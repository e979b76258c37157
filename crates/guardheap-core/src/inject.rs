//! Deliberate registry damage for exercising the scanner from other crates.
//!
//! Only compiled with the `fault-injection` feature.

#![allow(unsafe_code)]

use std::ptr::NonNull;

use crate::block::{BlockHeader, GuardedBlock};
use crate::heap::GuardedHeap;
use crate::raw::RawAllocator;

/// A link cut by [`GuardedHeap::sever_list_after_head`].
///
/// Hand it back to [`GuardedHeap::restore_link`] before the heap is dropped,
/// or the blocks past the cut are never released.
#[derive(Debug)]
pub struct SeveredLink {
    block: GuardedBlock,
    saved: NonNull<BlockHeader>,
}

impl<A: RawAllocator> GuardedHeap<A> {
    /// Terminate the registry list right after its most recent block.
    ///
    /// `None` when fewer than two blocks are live.
    pub fn sever_list_after_head(&self) -> Option<SeveredLink> {
        let state = self.registry.lock();
        let head = state.blocks().next()?;
        let saved = head.next()?;
        head.set_next(None);
        Some(SeveredLink { block: head, saved })
    }

    /// Undo [`Self::sever_list_after_head`].
    pub fn restore_link(&self, link: SeveredLink) {
        let _state = self.registry.lock();
        link.block.set_next(Some(link.saved));
    }
}
//! Process-wide heap instance and the conversions shared by every entry point.

use std::ffi::{CStr, c_char};
use std::sync::OnceLock;

use guardheap_core::config::parse_bool_loose;
use guardheap_core::{
    AllocFlags, CallSite, DiagnosticSink, GuardedHeap, HeapConfig, HeapError, JsonLinesSink,
    StderrSink,
};

/// The heap behind every `guardheap_*` symbol.
///
/// Built on first use from `HeapConfig::from_env`. Diagnostics go to standard
/// error, as JSON lines when `GUARDHEAP_JSON` is set.
pub fn global_heap() -> &'static GuardedHeap {
    static HEAP: OnceLock<GuardedHeap> = OnceLock::new();
    HEAP.get_or_init(|| GuardedHeap::with_sink(HeapConfig::from_env(), env_sink()))
}

fn env_sink() -> Box<dyn DiagnosticSink> {
    let json = std::env::var("GUARDHEAP_JSON")
        .ok()
        .and_then(|raw| parse_bool_loose(&raw))
        .unwrap_or(false);
    if json {
        Box::new(JsonLinesSink::new(std::io::stderr()))
    } else {
        Box::new(StderrSink)
    }
}

/// Call site from a C file name and line.
///
/// # Safety
///
/// `file` must be null or a NUL-terminated string that outlives the process,
/// such as a `__FILE__` literal.
pub unsafe fn site_from(file: *const c_char, line: u32) -> CallSite {
    if file.is_null() {
        return CallSite::unknown_at(line);
    }
    // SAFETY: caller guarantees a static NUL-terminated string.
    let name: &'static CStr = unsafe { CStr::from_ptr(file) };
    match name.to_str() {
        Ok(name) => CallSite::new(name, line),
        Err(_) => CallSite::unknown_at(line),
    }
}

#[must_use]
pub fn flags_from(bits: u32) -> AllocFlags {
    AllocFlags::from_bits_truncate(bits)
}

/// Turn a core error into the C convention: null, or exit for a fatal OOM.
///
/// The diagnostic has already been emitted by the heap.
pub(crate) fn fail<T>(err: HeapError) -> *mut T {
    if err.is_fatal() {
        std::process::exit(1);
    }
    std::ptr::null_mut()
}
//! # guardheap-abi
//!
//! `extern "C"` boundary over one process-wide guarded heap.
//!
//! The heap is configured from the environment on first use (see
//! `guardheap_core::config`). Every entry point takes the caller's file name
//! and line so diagnostics and leak reports point at the allocating source
//! line; C callers normally pass `__FILE__` and `__LINE__` through a macro.
//!
//! # Architecture
//!
//! ```text
//! C caller -> ABI entry (this crate) -> GuardedHeap -> system allocator
//! ```
//!
//! The core never terminates the process. This layer does, exactly once:
//! an out-of-memory error raised with the force-abort flag exits with
//! status 1 after its diagnostic has been written.

pub mod heap_state;
pub mod malloc_abi;
pub mod report_abi;
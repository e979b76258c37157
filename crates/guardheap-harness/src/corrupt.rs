//! Corruption drills: damage one thing on purpose, confirm it is reported.

#![allow(unsafe_code)]

use std::fmt;
use std::sync::Arc;

use clap::ValueEnum;
use serde::Serialize;

use guardheap_core::{
    AllocFlags, CallSite, Diagnostic, DiagnosticKind, GuardedHeap, HeapConfig, HeapError,
    MemorySink, RetainingAllocator, ScanReport,
};

use crate::error::HarnessError;

#[derive(Debug, Clone, Copy, PartialEq, Eq, Hash, ValueEnum, Serialize)]
#[serde(rename_all = "kebab-case")]
pub enum CorruptionKind {
    /// Write one byte past the end of a payload.
    Overrun,
    /// Write into the guard in front of a payload.
    Underrun,
    /// Free the same pointer twice.
    DoubleFree,
    /// Cut the registry list.
    List,
}

impl CorruptionKind {
    pub const ALL: [Self; 4] = [Self::Overrun, Self::Underrun, Self::DoubleFree, Self::List];

    fn expected(self) -> DiagnosticKind {
        match self {
            Self::Overrun => DiagnosticKind::Overrun,
            Self::Underrun => DiagnosticKind::Underrun,
            Self::DoubleFree => DiagnosticKind::InvalidFree,
            Self::List => DiagnosticKind::ListCorruption,
        }
    }
}

impl fmt::Display for CorruptionKind {
    fn fmt(&self, f: &mut fmt::Formatter<'_>) -> fmt::Result {
        f.write_str(match self {
            Self::Overrun => "overrun",
            Self::Underrun => "underrun",
            Self::DoubleFree => "double-free",
            Self::List => "list",
        })
    }
}

#[derive(Debug, Clone, Serialize)]
pub struct CorruptionOutcome {
    pub kind: CorruptionKind,
    /// Exactly one diagnostic of the expected kind was produced.
    pub detected: bool,
    /// Scan after the damage, when the drill runs one.
    pub scan: Option<ScanReport>,
    pub diagnostics: Vec<Diagnostic>,
}

/// Run one drill on a fresh heap.
pub fn run_corruption(kind: CorruptionKind) -> Result<CorruptionOutcome, HarnessError> {
    let sink = Arc::new(MemorySink::new());
    // Released blocks stay mapped until the drill ends, so a second free
    // reads memory the process still owns.
    let heap = GuardedHeap::with_allocator(
        HeapConfig::default(),
        RetainingAllocator::default(),
        Arc::clone(&sink),
    );
    let flags = AllocFlags::WARN_ON_FAILURE;

    let scan = match kind {
        CorruptionKind::Overrun => {
            let ptr = heap.allocate(24, CallSite::here(), flags)?;
            // SAFETY: the byte after the payload is the first overrun guard
            // byte, inside the same allocation.
            unsafe { *ptr.as_ptr().add(24) ^= 0xFF };
            Some(heap.sanity_check(CallSite::here()))
        }
        CorruptionKind::Underrun => {
            let ptr = heap.allocate(24, CallSite::here(), flags)?;
            // SAFETY: the byte before the payload is part of the underrun
            // guard, inside the same allocation.
            unsafe { *ptr.as_ptr().sub(1) ^= 0xFF };
            Some(heap.sanity_check(CallSite::here()))
        }
        CorruptionKind::DoubleFree => {
            let ptr = heap.allocate(24, CallSite::here(), flags)?;
            heap.deallocate(Some(ptr), CallSite::here(), flags)?;
            match heap.deallocate(Some(ptr), CallSite::here(), flags) {
                Err(HeapError::InvalidFree { .. }) => {}
                Err(other) => return Err(other.into()),
                Ok(()) => {
                    return Err(HarnessError::Undetected {
                        kind: kind.to_string(),
                    });
                }
            }
            None
        }
        CorruptionKind::List => {
            for size in [8, 16, 32] {
                heap.allocate(size, CallSite::here(), flags)?;
            }
            let link = heap
                .sever_list_after_head()
                .ok_or_else(|| HarnessError::Undetected {
                    kind: kind.to_string(),
                })?;
            let report = heap.sanity_check(CallSite::here());
            heap.restore_link(link);
            Some(report)
        }
    };

    let diagnostics = sink.drain();
    let detected = diagnostics.len() == 1 && diagnostics[0].kind == kind.expected();
    Ok(CorruptionOutcome {
        kind,
        detected,
        scan,
        diagnostics,
    })
}
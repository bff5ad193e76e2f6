//! Ports (trait seams) used by the gateway.

pub mod outbound;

* * * * * * * * *

» **What you need to do**:
From the material above, copy exactly the lines between the line holding "let state = self.registry.lock();" and the line holding "#[must_use]", inclusive, and only those.

» **Reply to the exercise**:
        let state = self.registry.lock();
        let head = state.blocks().next()?;
        let saved = head.next()?;
        head.set_next(None);
        Some(SeveredLink { block: head, saved })
    }

    /// Undo [`Self::sever_list_after_head`].
    pub fn restore_link(&self, link: SeveredLink) {
        let _state = self.registry.lock();
        link.block.set_next(Some(link.saved));
    }
}
//! Process-wide heap instance and the conversions shared by every entry point.

use std::ffi::{CStr, c_char};
use std::sync::OnceLock;

use guardheap_core::config::parse_bool_loose;
use guardheap_core::{
    AllocFlags, CallSite, DiagnosticSink, GuardedHeap, HeapConfig, HeapError, JsonLinesSink,
    StderrSink,
};

/// The heap behind every `guardheap_*` symbol.
///
/// Built on first use from `HeapConfig::from_env`. Diagnostics go to standard
/// error, as JSON lines when `GUARDHEAP_JSON` is set.
pub fn global_heap() -> &'static GuardedHeap {
    static HEAP: OnceLock<GuardedHeap> = OnceLock::new();
    HEAP.get_or_init(|| GuardedHeap::with_sink(HeapConfig::from_env(), env_sink()))
}

fn env_sink() -> Box<dyn DiagnosticSink> {
    let json = std::env::var("GUARDHEAP_JSON")
        .ok()
        .and_then(|raw| parse_bool_loose(&raw))
        .unwrap_or(false);
    if json {
        Box::new(JsonLinesSink::new(std::io::stderr()))
    } else {
        Box::new(StderrSink)
    }
}

/// Call site from a C file name and line.
///
/// # Safety
///
/// `file` must be null or a NUL-terminated string that outlives the process,
/// such as a `__FILE__` literal.
pub unsafe fn site_from(file: *const c_char, line: u32) -> CallSite {
    if file.is_null() {
        return CallSite::unknown_at(line);
    }
    // SAFETY: caller guarantees a static NUL-terminated string.
    let name: &'static CStr = unsafe { CStr::from_ptr(file) };
    match name.to_str() {
        Ok(name) => CallSite::new(name, line),
        Err(_) => CallSite::unknown_at(line),
    }
}

#[must_use]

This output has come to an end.